Y fue este divorcio de la clase sacerdotal y la nobleza con el resto de la población, lo que determinó que descabezado el vértice de la pirámide el resto de la estructura de derrumbara como un castillo de naipes. El mal llamado “imperio” azteca y el supuesto “socialismo” incaico fueron en realidad la resultante de una monarquía despótica de tipo oriental, que protegía una aristocracia privilegiada y favorecía los intereses de la casta sacerdotal a costa del “macehual” y el “puric”.
Cuauhtémoc, “el águila que cae”, cayó ante el águila del blasón de los Habsburgo. Su destino tuvo la misma impiedad que el de Atahualpa: fue asesinado. La crueldad de la historia no admite derrotados que puedan transformarse en símbolos vivientes. No se lo permitió Roma con Vercingetorix y Viriato, ni Rusia con los Romanov, ni el propio México con Maximiliano de Austria.

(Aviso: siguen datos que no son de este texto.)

//! Monitor persistence seam
//!
//! Heartbeats and sweeps both read-modify-write a monitor. A store hands out
//! a per-monitor [`MonitorLock`]; holding it across the read, the change and
//! the save makes that sequence atomic for the row. Different monitors never
//! contend.

use std::any::Any;
use std::sync::atomic::{AtomicBool, AtomicUsize, Ordering};
use std::sync::Arc;

use async_trait::async_trait;
use dashmap::DashMap;
use tokio::sync::Mutex;

use super::model::Monitor;
use crate::error::{StoreError, StoreResult};

/// Exclusive hold on one monitor row, released on drop
pub struct MonitorLock {
    _held: Box<dyn Any + Send + Sync>,
}

impl MonitorLock {
    pub fn new<T: Send + Sync + 'static>(held: T) -> Self {
        Self {
            _held: Box::new(held),
        }
    }
}

impl std::fmt::Debug for MonitorLock {
    fn fmt(&self, f: &mut std::fmt::Formatter<'_>) -> std::fmt::Result {
        f.write_str("MonitorLock")
    }
}

#[async_trait]
pub trait MonitorStore: Send + Sync + 'static {
    /// Names of enabled monitors, the sweep's work list
    async fn enabled_names(&self) -> StoreResult<Vec<String>>;

    /// Names of enabled monitors watching a distillery
    async fn names_watching(&self, distillery: &str) -> StoreResult<Vec<String>>;

    async fn get(&self, name: &str) -> StoreResult<Option<Monitor>>;

    /// Wait for exclusive access to one monitor
    async fn lock(&self, name: &str) -> StoreResult<MonitorLock>;

    async fn save(&self, monitor: &Monitor) -> StoreResult<()>;
}

/// DashMap-backed monitor store with per-row tokio mutexes
#[derive(Debug, Default)]
pub struct InMemoryMonitorStore {
    monitors: DashMap<String, Monitor>,
    locks: DashMap<String, Arc<Mutex<()>>>,
    failing_saves: AtomicBool,
    saves: AtomicUsize,
}

impl InMemoryMonitorStore {
    pub fn new() -> Self {
        Self::default()
    }

    pub fn with_monitors(monitors: impl IntoIterator<Item = Monitor>) -> Self {
        let store = Self::new();
        for monitor in monitors {
            store.insert(monitor);
        }
        store
    }

    /// Add or replace a monitor definition
    pub fn insert(&self, monitor: Monitor) {
        self.monitors.insert(monitor.name.clone(), monitor);
    }

    /// Current stored copy of a monitor
    pub fn snapshot(&self, name: &str) -> Option<Monitor> {
        self.monitors.get(name).map(|m| m.value().clone())
    }

    /// Make `save` fail until switched back
    pub fn set_failing_saves(&self, failing: bool) {
        self.failing_saves.store(failing, Ordering::SeqCst);
    }

    pub fn save_count(&self) -> usize {
        self.saves.load(Ordering::SeqCst)
    }

    fn row_lock(&self, name: &str) -> Arc<Mutex<()>> {
        self.locks
            .entry(name.to_string())
            .or_insert_with(|| Arc::new(Mutex::new(())))
            .clone()
    }
}

#[async_trait]
impl MonitorStore for InMemoryMonitorStore {
    async fn enabled_names(&self) -> StoreResult<Vec<String>> {
        let mut names: Vec<String> = self
            .monitors
            .iter()
            .filter(|m| m.enabled)
            .map(|m| m.name.clone())
            .collect();
        names.sort();
        Ok(names)
    }

    async fn names_watching(&self, distillery: &str) -> StoreResult<Vec<String>> {
        let mut names: Vec<String> = self
            .monitors
            .iter()
            .filter(|m| m.enabled && m.watches(distillery))
            .map(|m| m.name.clone())
            .collect();
        names.sort();
        Ok(names)
    }

    async fn get(&self, name: &str) -> StoreResult<Option<Monitor>> {
        Ok(self.snapshot(name))
    }

    async fn lock(&self, name: &str) -> StoreResult<MonitorLock> {
        let guard = self.row_lock(name).lock_owned().await;
        Ok(MonitorLock::new(guard))
    }

    async fn save(&self, monitor: &Monitor) -> StoreResult<()> {
        if self.failing_saves.load(Ordering::SeqCst) {
            return Err(StoreError::unavailable("save", "monitor store offline"));
        }
        self.monitors.insert(monitor.name.clone(), monitor.clone());
        self.saves.fetch_add(1, Ordering::SeqCst);
        Ok(())
    }
}

#[cfg(test)]
mod tests {
    use super::*;
    use crate::constants::TimeUnit;
    use std::time::Duration;

    fn monitor(name: &str, enabled: bool) -> Monitor {
        Monitor::new(name, vec!["elasticsearch.test_index.mail".to_string()], 5, TimeUnit::Minutes)
            .with_enabled(enabled)
    }

    #[tokio::test]
    async fn test_enabled_queries() {
        let store = InMemoryMonitorStore::with_monitors([
            monitor("health_alerts", true),
            monitor("disabled_alerts", false),
        ]);

        assert_eq!(store.enabled_names().await.unwrap(), vec!["health_alerts"]);
        assert_eq!(
            store
                .names_watching("elasticsearch.test_index.mail")
                .await
                .unwrap(),
            vec!["health_alerts"]
        );
        assert!(store.names_watching("other.index.mail").await.unwrap().is_empty());
    }

    #[tokio::test]
    async fn test_row_lock_is_exclusive_per_monitor() {
        let store = Arc::new(InMemoryMonitorStore::new());
        let held = store.lock("health_alerts").await.unwrap();

        // another monitor is not blocked
        let other = tokio::time::timeout(Duration::from_millis(50), store.lock("other")).await;
        assert!(other.is_ok());

        let same = tokio::time::timeout(Duration::from_millis(50), store.lock("health_alerts")).await;
        assert!(same.is_err());

        drop(held);
        let same = tokio::time::timeout(Duration::from_millis(50), store.lock("health_alerts")).await;
        assert!(same.is_ok());
    }

    #[tokio::test]
    async fn test_failing_saves() {
        let store = InMemoryMonitorStore::new();
        store.set_failing_saves(true);
        assert!(store.save(&monitor("health_alerts", true)).await.is_err());
        assert_eq!(store.save_count(), 0);
        assert!(store.snapshot("health_alerts").is_none());
    }
}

Aztecas e Incas tuvieron en la historia la fugacidad de un cometa, pero su brillo aún nos deslumbra. España los sojuzgó como anteriormente ellos lo hicieron con sus predecesores. El vasallaje, la esclavitud, la crueldad y la explotación no eran nuevos en América. Cada cultura superpuso su dominio sobre la otra como la arquitectura sucesiva de la pirámide de Cholula. España fue respecto a todas, como la Iglesia de los Remedios que la corona.
La Serpiente Emplumada cedió su lugar a la Cruz de Occidente.

¿A donde iremos ahora, amigos míos?
El humo se levanta, la niebla se extiende.
Llorad, mis amigos.
Las aguas están rojas.
Llorad, oh, llorad, pues hemos perdido la nación azteca.

El tiempo del Quinto Sol había terminado.